(Beginning of Records for this task)
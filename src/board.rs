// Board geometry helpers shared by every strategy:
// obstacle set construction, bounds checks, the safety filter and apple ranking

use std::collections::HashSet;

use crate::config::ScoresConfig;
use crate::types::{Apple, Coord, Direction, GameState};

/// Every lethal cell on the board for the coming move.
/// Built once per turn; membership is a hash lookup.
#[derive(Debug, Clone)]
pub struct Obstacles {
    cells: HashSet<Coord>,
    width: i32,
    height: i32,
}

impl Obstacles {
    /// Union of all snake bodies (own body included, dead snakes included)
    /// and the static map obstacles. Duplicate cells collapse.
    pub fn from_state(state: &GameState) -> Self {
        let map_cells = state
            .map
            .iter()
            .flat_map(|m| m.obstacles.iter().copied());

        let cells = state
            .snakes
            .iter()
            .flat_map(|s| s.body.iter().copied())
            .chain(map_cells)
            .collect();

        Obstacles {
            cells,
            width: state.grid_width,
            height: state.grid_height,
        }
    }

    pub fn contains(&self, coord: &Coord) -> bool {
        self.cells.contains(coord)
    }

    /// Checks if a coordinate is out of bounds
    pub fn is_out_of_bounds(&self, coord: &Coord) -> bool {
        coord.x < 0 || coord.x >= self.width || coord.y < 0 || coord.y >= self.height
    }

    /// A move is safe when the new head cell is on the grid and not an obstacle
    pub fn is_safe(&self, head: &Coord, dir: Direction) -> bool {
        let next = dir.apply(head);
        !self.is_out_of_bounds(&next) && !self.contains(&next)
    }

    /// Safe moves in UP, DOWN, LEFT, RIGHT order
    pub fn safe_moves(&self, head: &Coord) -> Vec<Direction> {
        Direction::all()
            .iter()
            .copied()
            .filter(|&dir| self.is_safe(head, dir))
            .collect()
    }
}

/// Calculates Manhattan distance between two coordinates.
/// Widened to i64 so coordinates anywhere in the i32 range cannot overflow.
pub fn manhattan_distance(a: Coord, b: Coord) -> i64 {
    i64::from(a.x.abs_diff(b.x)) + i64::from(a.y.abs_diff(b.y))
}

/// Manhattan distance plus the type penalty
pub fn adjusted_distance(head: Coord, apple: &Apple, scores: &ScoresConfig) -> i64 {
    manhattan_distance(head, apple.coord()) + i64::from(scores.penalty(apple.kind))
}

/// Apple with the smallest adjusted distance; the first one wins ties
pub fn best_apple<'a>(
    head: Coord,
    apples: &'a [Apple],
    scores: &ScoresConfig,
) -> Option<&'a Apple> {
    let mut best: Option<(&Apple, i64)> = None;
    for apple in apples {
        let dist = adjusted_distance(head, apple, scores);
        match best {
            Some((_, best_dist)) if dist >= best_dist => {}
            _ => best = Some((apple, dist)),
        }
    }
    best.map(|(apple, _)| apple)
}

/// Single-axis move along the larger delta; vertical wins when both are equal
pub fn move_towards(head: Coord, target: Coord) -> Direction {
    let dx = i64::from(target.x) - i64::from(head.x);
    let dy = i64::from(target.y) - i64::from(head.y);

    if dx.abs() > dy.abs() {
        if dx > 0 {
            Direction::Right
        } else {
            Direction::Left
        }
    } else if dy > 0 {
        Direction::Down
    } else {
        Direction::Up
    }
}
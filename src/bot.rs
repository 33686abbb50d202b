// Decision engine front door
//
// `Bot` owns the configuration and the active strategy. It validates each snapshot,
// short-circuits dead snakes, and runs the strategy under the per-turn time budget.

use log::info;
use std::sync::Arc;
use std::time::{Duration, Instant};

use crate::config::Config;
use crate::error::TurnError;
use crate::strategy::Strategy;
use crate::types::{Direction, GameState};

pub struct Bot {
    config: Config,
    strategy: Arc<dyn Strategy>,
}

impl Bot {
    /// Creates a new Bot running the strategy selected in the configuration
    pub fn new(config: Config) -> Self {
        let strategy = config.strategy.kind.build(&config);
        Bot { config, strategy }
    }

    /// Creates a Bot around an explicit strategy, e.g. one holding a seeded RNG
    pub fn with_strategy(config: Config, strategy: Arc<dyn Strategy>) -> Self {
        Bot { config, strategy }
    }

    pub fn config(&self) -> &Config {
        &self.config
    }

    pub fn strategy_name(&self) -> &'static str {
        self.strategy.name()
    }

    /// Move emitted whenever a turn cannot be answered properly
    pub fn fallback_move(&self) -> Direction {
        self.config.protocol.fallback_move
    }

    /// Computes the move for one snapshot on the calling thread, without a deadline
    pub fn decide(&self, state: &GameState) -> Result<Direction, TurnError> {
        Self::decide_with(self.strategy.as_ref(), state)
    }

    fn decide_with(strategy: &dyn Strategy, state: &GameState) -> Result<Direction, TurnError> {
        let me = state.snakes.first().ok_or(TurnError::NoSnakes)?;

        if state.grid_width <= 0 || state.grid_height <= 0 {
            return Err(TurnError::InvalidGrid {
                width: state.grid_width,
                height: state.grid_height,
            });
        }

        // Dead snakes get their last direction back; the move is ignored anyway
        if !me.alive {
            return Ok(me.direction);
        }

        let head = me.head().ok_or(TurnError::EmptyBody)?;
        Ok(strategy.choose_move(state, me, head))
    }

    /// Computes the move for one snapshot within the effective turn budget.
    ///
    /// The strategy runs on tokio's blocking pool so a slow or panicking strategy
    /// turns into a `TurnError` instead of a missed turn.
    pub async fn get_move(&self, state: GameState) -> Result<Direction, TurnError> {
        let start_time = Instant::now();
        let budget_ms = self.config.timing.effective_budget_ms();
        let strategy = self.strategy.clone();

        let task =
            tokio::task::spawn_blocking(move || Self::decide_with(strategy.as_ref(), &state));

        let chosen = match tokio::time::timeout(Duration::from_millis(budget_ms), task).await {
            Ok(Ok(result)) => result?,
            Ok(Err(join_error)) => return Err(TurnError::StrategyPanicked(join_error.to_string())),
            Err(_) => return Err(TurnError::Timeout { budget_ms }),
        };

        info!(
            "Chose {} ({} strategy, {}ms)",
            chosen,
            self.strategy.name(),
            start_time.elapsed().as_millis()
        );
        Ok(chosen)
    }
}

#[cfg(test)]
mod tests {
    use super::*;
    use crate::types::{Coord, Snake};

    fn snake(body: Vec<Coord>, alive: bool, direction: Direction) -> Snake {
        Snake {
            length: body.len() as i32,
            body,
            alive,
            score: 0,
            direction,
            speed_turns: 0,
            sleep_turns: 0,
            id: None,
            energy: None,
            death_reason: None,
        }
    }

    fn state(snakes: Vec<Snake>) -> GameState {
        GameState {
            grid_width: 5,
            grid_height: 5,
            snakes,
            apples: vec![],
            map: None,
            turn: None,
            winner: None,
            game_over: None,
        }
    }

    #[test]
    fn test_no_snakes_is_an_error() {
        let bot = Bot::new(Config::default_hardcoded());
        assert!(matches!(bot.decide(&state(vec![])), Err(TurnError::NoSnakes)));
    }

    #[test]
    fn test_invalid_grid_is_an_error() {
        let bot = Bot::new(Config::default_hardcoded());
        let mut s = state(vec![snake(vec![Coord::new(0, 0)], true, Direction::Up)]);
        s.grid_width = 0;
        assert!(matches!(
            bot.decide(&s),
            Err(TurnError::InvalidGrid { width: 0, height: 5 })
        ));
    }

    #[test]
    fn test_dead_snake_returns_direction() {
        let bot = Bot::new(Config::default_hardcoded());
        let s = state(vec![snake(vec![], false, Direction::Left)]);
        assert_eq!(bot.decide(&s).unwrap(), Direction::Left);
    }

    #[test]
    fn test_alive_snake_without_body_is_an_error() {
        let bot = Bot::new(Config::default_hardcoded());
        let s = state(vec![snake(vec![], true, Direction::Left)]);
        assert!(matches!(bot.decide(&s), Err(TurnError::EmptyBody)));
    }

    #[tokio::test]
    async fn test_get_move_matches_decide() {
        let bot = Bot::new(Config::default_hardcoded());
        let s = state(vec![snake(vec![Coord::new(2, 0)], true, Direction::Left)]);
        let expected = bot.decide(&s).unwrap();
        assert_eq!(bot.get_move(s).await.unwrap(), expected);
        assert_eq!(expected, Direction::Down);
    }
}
(End of Records for this task)
Try it → Find the lines in the entries above where "wins" occurs, and copy each of them.

Problem solution →
/// Apple with the smallest adjusted distance; the first one wins ties
/// Single-axis move along the larger delta; vertical wins when both are equal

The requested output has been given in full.